Task material START

//! DTO and schema conversion for services, plus the resource ownership check.

use crate::error::AppError;
use crate::repository::GetById;
use crate::schema::{declared_fields, Schema};
use crate::session::{from_field_map, to_field_map};
use serde::de::DeserializeOwned;
use serde::Serialize;
use serde_json::{Map, Value};

/// Extra fields merged over a schema dump before the DTO is built.
pub type Overrides = Map<String, Value>;

/// Conversions every concrete service provides. Implementations usually
/// delegate to [`map_dto_to_schema`] and [`map_schema_to_dto`].
pub trait BaseService {
    type Dto: Serialize + DeserializeOwned;
    type Schema: Schema;

    fn dto_to_schema(&self, dto: &Self::Dto) -> Result<Self::Schema, AppError>;

    fn schema_to_dto<R: Schema>(
        &self,
        schema: &R,
        overrides: &Overrides,
    ) -> Result<Self::Dto, AppError>;

    fn bulk_dto_to_schema(&self, dtos: &[Self::Dto]) -> Result<Vec<Self::Schema>, AppError> {
        dtos.iter().map(|dto| self.dto_to_schema(dto)).collect()
    }

    fn bulk_schema_to_dto<R: Schema>(
        &self,
        schemas: &[R],
        overrides: &Overrides,
    ) -> Result<Vec<Self::Dto>, AppError> {
        schemas
            .iter()
            .map(|schema| self.schema_to_dto(schema, overrides))
            .collect()
    }
}

/// Copy the DTO fields that `S` declares. Fields the DTO lacks are left to the schema's defaults.
pub fn map_dto_to_schema<D, S>(dto: &D) -> Result<S, AppError>
where
    D: Serialize,
    S: Schema,
{
    let mut source = to_field_map(dto)?;
    let data: Map<String, Value> = declared_fields::<S>()
        .filter_map(|name| source.remove(name).map(|v| (name.to_string(), v)))
        .collect();
    from_field_map(data).map_err(|e| {
        AppError::repository(format!("failed to build schema {}: {}", S::NAME, e))
    })
}

/// Dump the schema, merge `overrides` on top and build the DTO.
pub fn map_schema_to_dto<R, D>(schema: &R, overrides: &Overrides) -> Result<D, AppError>
where
    R: Schema,
    D: DeserializeOwned,
{
    let mut data = schema.dump().map_err(|e| {
        AppError::repository(format!("schema {} must dump to a mapping: {}", R::NAME, e))
    })?;
    data.extend(overrides.iter().map(|(k, v)| (k.clone(), v.clone())));
    from_field_map(data)
}

/// True when the entity exists and its `field_name` equals `expected`.
/// Numbers compare by value, so a stored `10` matches an expected `10.0`.
pub async fn user_has_access<R>(
    repository: &mut R,
    entity_id: &Value,
    field_name: &str,
    expected: &Value,
) -> Result<bool, AppError>
where
    R: GetById + ?Sized,
{
    let entity = match repository.get_by_id(entity_id).await? {
        Some(entity) => entity,
        None => return Ok(false),
    };
    let fields = to_field_map(&entity)?;
    Ok(fields.get(field_name).is_some_and(|actual| same_value(actual, expected)))
}

fn same_value(actual: &Value, expected: &Value) -> bool {
    match (actual, expected) {
        (Value::Number(a), Value::Number(b)) => match (a.as_i64(), b.as_i64()) {
            (Some(a), Some(b)) => a == b,
            _ => a.as_f64().is_some_and(|a| b.as_f64() == Some(a)),
        },
        _ => actual == expected,
    }
}

/// Like [`user_has_access`], but a denied check is `AppError::AccessDenied`.
pub async fn ensure_user_has_access<R>(
    repository: &mut R,
    entity_id: &Value,
    field_name: &str,
    expected: &Value,
) -> Result<(), AppError>
where
    R: GetById + ?Sized,
{
    if user_has_access(repository, entity_id, field_name, expected).await? {
        Ok(())
    } else {
        tracing::info!(entity_id = %entity_id, field = field_name, "access denied");
        Err(AppError::AccessDenied)
    }
}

Task material END

## Work to be completed
Retype all of the data shown above, word for word.

## Task output
//! DTO and schema conversion for services, plus the resource ownership check.

use crate::error::AppError;
use crate::repository::GetById;
use crate::schema::{declared_fields, Schema};
use crate::session::{from_field_map, to_field_map};
use serde::de::DeserializeOwned;
use serde::Serialize;
use serde_json::{Map, Value};

/// Extra fields merged over a schema dump before the DTO is built.
pub type Overrides = Map<String, Value>;

/// Conversions every concrete service provides. Implementations usually
/// delegate to [`map_dto_to_schema`] and [`map_schema_to_dto`].
pub trait BaseService {
    type Dto: Serialize + DeserializeOwned;
    type Schema: Schema;

    fn dto_to_schema(&self, dto: &Self::Dto) -> Result<Self::Schema, AppError>;

    fn schema_to_dto<R: Schema>(
        &self,
        schema: &R,
        overrides: &Overrides,
    ) -> Result<Self::Dto, AppError>;

    fn bulk_dto_to_schema(&self, dtos: &[Self::Dto]) -> Result<Vec<Self::Schema>, AppError> {
        dtos.iter().map(|dto| self.dto_to_schema(dto)).collect()
    }

    fn bulk_schema_to_dto<R: Schema>(
        &self,
        schemas: &[R],
        overrides: &Overrides,
    ) -> Result<Vec<Self::Dto>, AppError> {
        schemas
            .iter()
            .map(|schema| self.schema_to_dto(schema, overrides))
            .collect()
    }
}

/// Copy the DTO fields that `S` declares. Fields the DTO lacks are left to the schema's defaults.
pub fn map_dto_to_schema<D, S>(dto: &D) -> Result<S, AppError>
where
    D: Serialize,
    S: Schema,
{
    let mut source = to_field_map(dto)?;
    let data: Map<String, Value> = declared_fields::<S>()
        .filter_map(|name| source.remove(name).map(|v| (name.to_string(), v)))
        .collect();
    from_field_map(data).map_err(|e| {
        AppError::repository(format!("failed to build schema {}: {}", S::NAME, e))
    })
}

/// Dump the schema, merge `overrides` on top and build the DTO.
pub fn map_schema_to_dto<R, D>(schema: &R, overrides: &Overrides) -> Result<D, AppError>
where
    R: Schema,
    D: DeserializeOwned,
{
    let mut data = schema.dump().map_err(|e| {
        AppError::repository(format!("schema {} must dump to a mapping: {}", R::NAME, e))
    })?;
    data.extend(overrides.iter().map(|(k, v)| (k.clone(), v.clone())));
    from_field_map(data)
}

/// True when the entity exists and its `field_name` equals `expected`.
/// Numbers compare by value, so a stored `10` matches an expected `10.0`.
pub async fn user_has_access<R>(
    repository: &mut R,
    entity_id: &Value,
    field_name: &str,
    expected: &Value,
) -> Result<bool, AppError>
where
    R: GetById + ?Sized,
{
    let entity = match repository.get_by_id(entity_id).await? {
        Some(entity) => entity,
        None => return Ok(false),
    };
    let fields = to_field_map(&entity)?;
    Ok(fields.get(field_name).is_some_and(|actual| same_value(actual, expected)))
}

fn same_value(actual: &Value, expected: &Value) -> bool {
    match (actual, expected) {
        (Value::Number(a), Value::Number(b)) => match (a.as_i64(), b.as_i64()) {
            (Some(a), Some(b)) => a == b,
            _ => a.as_f64().is_some_and(|a| b.as_f64() == Some(a)),
        },
        _ => actual == expected,
    }
}

/// Like [`user_has_access`], but a denied check is `AppError::AccessDenied`.
pub async fn ensure_user_has_access<R>(
    repository: &mut R,
    entity_id: &Value,
    field_name: &str,
    expected: &Value,
) -> Result<(), AppError>
where
    R: GetById + ?Sized,
{
    if user_has_access(repository, entity_id, field_name, expected).await? {
        Ok(())
    } else {
        tracing::info!(entity_id = %entity_id, field = field_name, "access denied");
        Err(AppError::AccessDenied)
    }
}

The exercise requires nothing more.